§ TASK GOAL
Keep only those lines of the records that include the string "StoreError".

§ SUPPLIED MATERIAL
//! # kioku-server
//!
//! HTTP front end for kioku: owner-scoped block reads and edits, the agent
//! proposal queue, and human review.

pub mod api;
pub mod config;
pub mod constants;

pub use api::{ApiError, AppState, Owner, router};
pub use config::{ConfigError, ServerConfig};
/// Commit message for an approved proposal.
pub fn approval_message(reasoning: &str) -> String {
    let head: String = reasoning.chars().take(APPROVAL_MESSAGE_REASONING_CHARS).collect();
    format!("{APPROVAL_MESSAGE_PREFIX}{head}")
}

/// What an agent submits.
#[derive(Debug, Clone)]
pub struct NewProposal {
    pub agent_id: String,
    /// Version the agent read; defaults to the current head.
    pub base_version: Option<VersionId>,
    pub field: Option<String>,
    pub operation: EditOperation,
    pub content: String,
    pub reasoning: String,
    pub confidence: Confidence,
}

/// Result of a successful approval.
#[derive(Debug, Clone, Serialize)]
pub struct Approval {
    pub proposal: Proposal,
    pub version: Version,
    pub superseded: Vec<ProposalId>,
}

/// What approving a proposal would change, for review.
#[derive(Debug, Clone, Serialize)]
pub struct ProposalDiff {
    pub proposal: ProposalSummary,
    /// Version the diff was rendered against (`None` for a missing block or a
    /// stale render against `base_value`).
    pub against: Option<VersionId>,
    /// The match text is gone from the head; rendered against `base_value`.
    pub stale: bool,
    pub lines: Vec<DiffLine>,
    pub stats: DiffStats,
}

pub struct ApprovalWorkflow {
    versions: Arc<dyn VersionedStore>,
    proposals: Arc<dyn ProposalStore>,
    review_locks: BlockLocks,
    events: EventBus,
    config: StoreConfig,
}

...

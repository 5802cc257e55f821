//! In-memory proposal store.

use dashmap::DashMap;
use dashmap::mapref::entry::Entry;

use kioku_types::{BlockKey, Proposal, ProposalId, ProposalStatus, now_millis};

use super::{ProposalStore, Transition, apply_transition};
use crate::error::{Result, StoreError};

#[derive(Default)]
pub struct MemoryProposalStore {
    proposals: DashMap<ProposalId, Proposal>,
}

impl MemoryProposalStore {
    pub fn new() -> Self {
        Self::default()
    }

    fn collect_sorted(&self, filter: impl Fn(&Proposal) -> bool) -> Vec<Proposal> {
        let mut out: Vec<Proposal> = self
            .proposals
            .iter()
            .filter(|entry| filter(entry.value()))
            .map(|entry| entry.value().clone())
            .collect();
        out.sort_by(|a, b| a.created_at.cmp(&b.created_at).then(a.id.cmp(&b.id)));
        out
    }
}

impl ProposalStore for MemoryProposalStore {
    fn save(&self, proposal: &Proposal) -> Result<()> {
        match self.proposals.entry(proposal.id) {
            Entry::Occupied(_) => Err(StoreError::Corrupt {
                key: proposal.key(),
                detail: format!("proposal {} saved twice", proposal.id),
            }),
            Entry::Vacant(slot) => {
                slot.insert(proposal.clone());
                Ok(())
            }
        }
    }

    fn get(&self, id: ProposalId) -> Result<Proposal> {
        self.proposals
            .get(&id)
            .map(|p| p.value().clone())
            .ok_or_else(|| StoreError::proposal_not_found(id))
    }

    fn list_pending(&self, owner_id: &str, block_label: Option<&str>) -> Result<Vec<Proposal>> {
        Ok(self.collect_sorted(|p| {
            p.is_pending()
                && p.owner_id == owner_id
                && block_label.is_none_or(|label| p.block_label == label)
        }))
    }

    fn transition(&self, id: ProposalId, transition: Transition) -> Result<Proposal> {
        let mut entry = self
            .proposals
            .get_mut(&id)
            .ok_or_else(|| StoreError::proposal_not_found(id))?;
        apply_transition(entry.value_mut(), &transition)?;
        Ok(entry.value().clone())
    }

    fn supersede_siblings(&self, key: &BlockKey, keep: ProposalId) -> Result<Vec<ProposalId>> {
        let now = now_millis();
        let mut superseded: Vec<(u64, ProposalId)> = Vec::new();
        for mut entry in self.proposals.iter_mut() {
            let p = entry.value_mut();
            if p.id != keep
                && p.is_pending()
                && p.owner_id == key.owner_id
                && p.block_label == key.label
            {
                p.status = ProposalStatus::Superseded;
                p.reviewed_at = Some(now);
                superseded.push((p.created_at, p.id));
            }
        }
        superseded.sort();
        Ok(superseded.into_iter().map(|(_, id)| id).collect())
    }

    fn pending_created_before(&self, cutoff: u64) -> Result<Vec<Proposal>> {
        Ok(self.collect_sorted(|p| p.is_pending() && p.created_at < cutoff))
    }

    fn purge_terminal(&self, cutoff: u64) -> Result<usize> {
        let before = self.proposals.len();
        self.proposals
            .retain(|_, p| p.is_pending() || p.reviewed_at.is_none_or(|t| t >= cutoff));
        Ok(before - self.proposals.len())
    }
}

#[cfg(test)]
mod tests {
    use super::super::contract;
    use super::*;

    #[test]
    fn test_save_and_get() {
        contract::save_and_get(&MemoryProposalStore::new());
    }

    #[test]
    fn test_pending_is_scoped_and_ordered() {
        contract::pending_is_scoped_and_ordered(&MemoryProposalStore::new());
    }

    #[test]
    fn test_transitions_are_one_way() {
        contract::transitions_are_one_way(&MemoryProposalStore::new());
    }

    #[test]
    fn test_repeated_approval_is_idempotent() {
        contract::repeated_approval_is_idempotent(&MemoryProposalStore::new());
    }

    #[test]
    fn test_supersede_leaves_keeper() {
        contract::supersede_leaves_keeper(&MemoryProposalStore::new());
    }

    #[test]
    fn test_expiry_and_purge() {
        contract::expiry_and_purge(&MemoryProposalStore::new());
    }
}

§ ANSWER BELOW
use crate::error::{Result, StoreError};
            Entry::Occupied(_) => Err(StoreError::Corrupt {
            .ok_or_else(|| StoreError::proposal_not_found(id))
            .ok_or_else(|| StoreError::proposal_not_found(id))?;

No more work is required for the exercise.